Exercise requirements
Give back an exact copy of the lines below, from the first through the line with "grid crosses the"; please stop there.

Dataset entries:
+-------+

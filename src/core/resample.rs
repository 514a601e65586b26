use crate::io::ProductContainer;
use crate::types::{GeoArray, NavigationGrid, SgliError, SgliResult};
use ndarray::{s, Array2};

/// Geometry arrays and attributes of a G-Portal swath product
pub const LATITUDE_PATH: &str = "Geometry_data/Latitude";
pub const LONGITUDE_PATH: &str = "Geometry_data/Longitude";
pub const IMAGE_GROUP: &str = "Image_data";

/// Upper bound on resampled grid cells when the image size is not declared
const MAX_RESAMPLED_CELLS: usize = 1 << 28;

/// Expands the coarse tie-point navigation grid of a swath product to full
/// pixel resolution.
pub struct GeoResampler {
    interval: usize,
}

impl GeoResampler {
    pub fn new(interval: usize) -> SgliResult<Self> {
        if interval == 0 {
            return Err(SgliError::InvalidInput(
                "resampling interval must be at least 1".to_string(),
            ));
        }
        Ok(Self { interval })
    }

    /// Resample latitude and longitude tie points to full resolution
    pub fn resample(&self, coarse_lat: &GeoArray, coarse_lon: &GeoArray) -> SgliResult<(GeoArray, GeoArray)> {
        if coarse_lat.dim() != coarse_lon.dim() {
            return Err(SgliError::InvalidInput(format!(
                "latitude {:?} and longitude {:?} tie-point grids differ in shape",
                coarse_lat.dim(),
                coarse_lon.dim()
            )));
        }
        if self.interval == 1 {
            return Ok((coarse_lat.clone(), coarse_lon.clone()));
        }

        log::debug!(
            "Resampling {:?} tie-point grid with interval {}",
            coarse_lat.dim(),
            self.interval
        );

        let lat = self.interpolate(coarse_lat)?;
        let lon = self.interpolate_longitude(coarse_lon)?;
        Ok((lat, lon))
    }

    /// Longitudes are unwrapped across the antimeridian before blending
    fn interpolate_longitude(&self, coarse_lon: &GeoArray) -> SgliResult<GeoArray> {
        let crosses_antimeridian = max_horizontal_step(coarse_lon) > 180.0;

        if !crosses_antimeridian {
            return self.interpolate(coarse_lon);
        }

        log::debug!("Longitude grid crosses the antimeridian, unwrapping");
        let unwrapped = coarse_lon.mapv(|v| if v < 0.0 { v + 360.0 } else { v });
        let mut full = self.interpolate(&unwrapped)?;
        full.mapv_inplace(|v| if v > 180.0 { v - 360.0 } else { v });
        Ok(full)
    }

    /// Bilinear expansion of every control cell into interval x interval pixels
    fn interpolate(&self, control: &GeoArray) -> SgliResult<GeoArray> {
        let (rows, cols) = control.dim();
        if rows == 0 || cols == 0 {
            return Err(SgliError::InvalidInput(
                "empty tie-point grid".to_string(),
            ));
        }

        let n = self.interval;
        let padded = pad_last_row_and_column(control);
        let weights: Vec<f32> = (0..n).map(|k| (k as f64 / n as f64) as f32).collect();

        let mut full = Array2::<f32>::zeros((rows * n, cols * n));
        for ((i, j), out) in full.indexed_iter_mut() {
            let (ci, fi) = (i / n, weights[i % n]);
            let (cj, fj) = (j / n, weights[j % n]);

            let top = (1.0 - fj) * padded[[ci, cj]] + fj * padded[[ci, cj + 1]];
            let bottom = (1.0 - fj) * padded[[ci + 1, cj]] + fj * padded[[ci + 1, cj + 1]];
            *out = (1.0 - fi) * top + fi * bottom;
        }

        Ok(full)
    }

    /// Build the full-resolution navigation grid of a swath product.
    ///
    /// Reads `Geometry_data/Latitude` and `Geometry_data/Longitude`, the
    /// `Resampling_interval` attribute of the latitude array, and crops to the
    /// `Number_of_lines` x `Number_of_pixels` declared on `Image_data`.
    pub fn from_container<C: ProductContainer + ?Sized>(container: &C) -> SgliResult<NavigationGrid> {
        let coarse_lat = container
            .read_array(LATITUDE_PATH)
            .map_err(|e| SgliError::CorruptProduct(format!("missing latitude grid: {}", e)))?
            .to_f32();
        let coarse_lon = container
            .read_array(LONGITUDE_PATH)
            .map_err(|e| SgliError::CorruptProduct(format!("missing longitude grid: {}", e)))?
            .to_f32();

        let interval = container
            .attribute_scalar(LATITUDE_PATH, "Resampling_interval")?
            .map(|v| v as usize)
            .unwrap_or(1);

        let n_pixels = container.attribute_scalar(IMAGE_GROUP, "Number_of_pixels")?;
        let n_lines = container.attribute_scalar(IMAGE_GROUP, "Number_of_lines")?;
        let declared = n_lines.zip(n_pixels).map(|(l, p)| (l as usize, p as usize));

        let interval = interval.max(1);
        check_resampled_size(coarse_lat.dim(), interval, declared)?;

        // Tie-point shape mismatch in a file is a malformed product
        let resampler = GeoResampler::new(interval)?;
        let (lat, lon) = resampler
            .resample(&coarse_lat, &coarse_lon)
            .map_err(|e| match e {
                SgliError::InvalidInput(msg) => SgliError::CorruptProduct(msg),
                other => other,
            })?;

        let (lat, lon) = match declared {
            Some((lines, pixels)) => crop_to_image(lat, lon, lines, pixels),
            None => (lat, lon),
        };

        log::debug!("Navigation grid ready: {:?}", lat.dim());
        NavigationGrid::swath(lat, lon)
    }
}

/// Reject a `Resampling_interval` that would expand the tie points far past
/// the declared image, or past `MAX_RESAMPLED_CELLS` when nothing is declared
fn check_resampled_size(
    tie_dim: (usize, usize),
    interval: usize,
    declared: Option<(usize, usize)>,
) -> SgliResult<()> {
    let (rows, cols) = tie_dim;
    let too_large = || {
        SgliError::CorruptProduct(format!(
            "resampling interval {} is inconsistent with a {}x{} tie-point grid",
            interval, rows, cols
        ))
    };

    match declared {
        Some((lines, pixels)) => {
            // One control row/column past the image is normal padding
            let span = |ties: usize| ties.saturating_sub(1).checked_mul(interval);
            let limit = |size: usize| size.saturating_add(interval);
            match (span(rows), span(cols)) {
                (Some(r), Some(c)) if r <= limit(lines) && c <= limit(pixels) => Ok(()),
                _ => Err(too_large()),
            }
        }
        None => {
            let cells = rows
                .checked_mul(interval)
                .zip(cols.checked_mul(interval))
                .and_then(|(r, c)| r.checked_mul(c));
            match cells {
                Some(cells) if cells <= MAX_RESAMPLED_CELLS => Ok(()),
                _ => Err(too_large()),
            }
        }
    }
}

/// Crop to the product's declared image size when it fits inside the grid,
/// otherwise return the grids untouched
pub fn crop_to_image(lat: GeoArray, lon: GeoArray, n_lines: usize, n_pixels: usize) -> (GeoArray, GeoArray) {
    let (rows, cols) = lat.dim();
    if n_lines <= rows && n_pixels <= cols {
        let lat = lat.slice(s![..n_lines, ..n_pixels]).to_owned();
        let lon = lon.slice(s![..n_lines, ..n_pixels]).to_owned();
        (lat, lon)
    } else {
        log::debug!(
            "Declared image {}x{} exceeds navigation grid {}x{}, not cropping",
            n_lines,
            n_pixels,
            rows,
            cols
        );
        (lat, lon)
    }
}

/// Largest absolute difference between horizontally adjacent samples, NaN skipped
fn max_horizontal_step(grid: &GeoArray) -> f32 {
    let (_, cols) = grid.dim();
    if cols < 2 {
        return 0.0;
    }
    let left = grid.slice(s![.., ..cols - 1]);
    let right = grid.slice(s![.., 1..]);
    left.iter()
        .zip(right.iter())
        .map(|(a, b)| (a - b).abs())
        .filter(|d| !d.is_nan())
        .fold(0.0f32, f32::max)
}

fn pad_last_row_and_column(control: &GeoArray) -> GeoArray {
    let (rows, cols) = control.dim();
    let mut padded = Array2::<f32>::zeros((rows + 1, cols + 1));
    padded.slice_mut(s![..rows, ..cols]).assign(control);
    padded.slice_mut(s![rows, ..cols]).assign(&control.row(rows - 1));
    padded.slice_mut(s![..rows, cols]).assign(&control.column(cols - 1));
    padded[[rows, cols]] = control[[rows - 1, cols - 1]];
    padded
}

#[cfg(test)]
mod tests {
    use super::*;
    use ndarray::array;

    #[test]
    fn test_padding_replicates_edges() {
        let control = array![[1.0f32, 2.0], [3.0, 4.0]];
        let padded = pad_last_row_and_column(&control);
        assert_eq!(
            padded,
            array![[1.0, 2.0, 2.0], [3.0, 4.0, 4.0], [3.0, 4.0, 4.0]]
        );
    }

    #[test]
    fn test_interval_one_is_identity() {
        let lat = array![[1.0f32, 2.0], [3.0, 4.0]];
        let lon = array![[10.0f32, 20.0], [30.0, 40.0]];
        let (full_lat, full_lon) = GeoResampler::new(1).unwrap().resample(&lat, &lon).unwrap();
        assert_eq!(full_lat, lat);
        assert_eq!(full_lon, lon);
    }

    #[test]
    fn test_linear_ramp_interpolation() {
        let lat = array![[0.0f32, 0.0], [4.0, 4.0]];
        let lon = array![[0.0f32, 4.0], [0.0, 4.0]];
        let (full_lat, full_lon) = GeoResampler::new(4).unwrap().resample(&lat, &lon).unwrap();

        assert_eq!(full_lat.dim(), (8, 8));
        // Inside the first control cell values ramp one unit per pixel
        for k in 0..4 {
            assert!((full_lat[[k, 0]] - k as f32).abs() < 1e-6);
            assert!((full_lon[[0, k]] - k as f32).abs() < 1e-6);
        }
        // Replicated padding keeps the last cell flat
        assert_eq!(full_lat[[7, 0]], 4.0);
        assert_eq!(full_lon[[0, 7]], 4.0);
    }

    #[test]
    fn test_zero_interval_rejected() {
        assert!(matches!(GeoResampler::new(0), Err(SgliError::InvalidInput(_))));
    }

    #[test]
    fn test_resampled_size_bounds() {
        assert!(check_resampled_size((4, 4), 2, Some((7, 6))).is_ok());
        assert!(check_resampled_size((501, 400), 10, Some((4999, 4000))).is_ok());
        assert!(check_resampled_size((4, 4), 2, None).is_ok());

        assert!(matches!(
            check_resampled_size((4, 4), 1_000_000, Some((7, 6))),
            Err(SgliError::CorruptProduct(_))
        ));
        assert!(matches!(
            check_resampled_size((4, 4), usize::MAX, None),
            Err(SgliError::CorruptProduct(_))
        ));
    }

    #[test]
    fn test_max_horizontal_step_ignores_nan() {
        let lon = array![[170.0f32, f32::NAN, -170.0], [170.0, 175.0, 179.0]];
        assert_eq!(max_horizontal_step(&lon), 5.0);

        let wrapped = array![[170.0f32, -175.0]];
        assert_eq!(max_horizontal_step(&wrapped), 345.0);
    }

    #[test]
    fn test_crop_only_when_fitting() {
        let lat = Array2::<f32>::zeros((4, 6));
        let lon = Array2::<f32>::zeros((4, 6));
        let (cropped, _) = crop_to_image(lat.clone(), lon.clone(), 3, 5);
        assert_eq!(cropped.dim(), (3, 5));

        let (untouched, _) = crop_to_image(lat, lon, 3, 7);
        assert_eq!(untouched.dim(), (4, 6));
    }
}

+-------+

Solved problem
filename src/core/resample.rs
repository 514a601e65586b26
use crate::io::ProductContainer;
use crate::types::{GeoArray, NavigationGrid, SgliError, SgliResult};
use ndarray::{s, Array2};

/// Geometry arrays and attributes of a G-Portal swath product
pub const LATITUDE_PATH: &str = "Geometry_data/Latitude";
pub const LONGITUDE_PATH: &str = "Geometry_data/Longitude";
pub const IMAGE_GROUP: &str = "Image_data";

/// Upper bound on resampled grid cells when the image size is not declared
const MAX_RESAMPLED_CELLS: usize = 1 << 28;

/// Expands the coarse tie-point navigation grid of a swath product to full
/// pixel resolution.
pub struct GeoResampler {
    interval: usize,
}

impl GeoResampler {
    pub fn new(interval: usize) -> SgliResult<Self> {
        if interval == 0 {
            return Err(SgliError::InvalidInput(
                "resampling interval must be at least 1".to_string(),
            ));
        }
        Ok(Self { interval })
    }

    /// Resample latitude and longitude tie points to full resolution
    pub fn resample(&self, coarse_lat: &GeoArray, coarse_lon: &GeoArray) -> SgliResult<(GeoArray, GeoArray)> {
        if coarse_lat.dim() != coarse_lon.dim() {
            return Err(SgliError::InvalidInput(format!(
                "latitude {:?} and longitude {:?} tie-point grids differ in shape",
                coarse_lat.dim(),
                coarse_lon.dim()
            )));
        }
        if self.interval == 1 {
            return Ok((coarse_lat.clone(), coarse_lon.clone()));
        }

        log::debug!(
            "Resampling {:?} tie-point grid with interval {}",
            coarse_lat.dim(),
            self.interval
        );

        let lat = self.interpolate(coarse_lat)?;
        let lon = self.interpolate_longitude(coarse_lon)?;
        Ok((lat, lon))
    }

    /// Longitudes are unwrapped across the antimeridian before blending
    fn interpolate_longitude(&self, coarse_lon: &GeoArray) -> SgliResult<GeoArray> {
        let crosses_antimeridian = max_horizontal_step(coarse_lon) > 180.0;

        if !crosses_antimeridian {
            return self.interpolate(coarse_lon);
        }

        log::debug!("Longitude grid crosses the antimeridian, unwrapping");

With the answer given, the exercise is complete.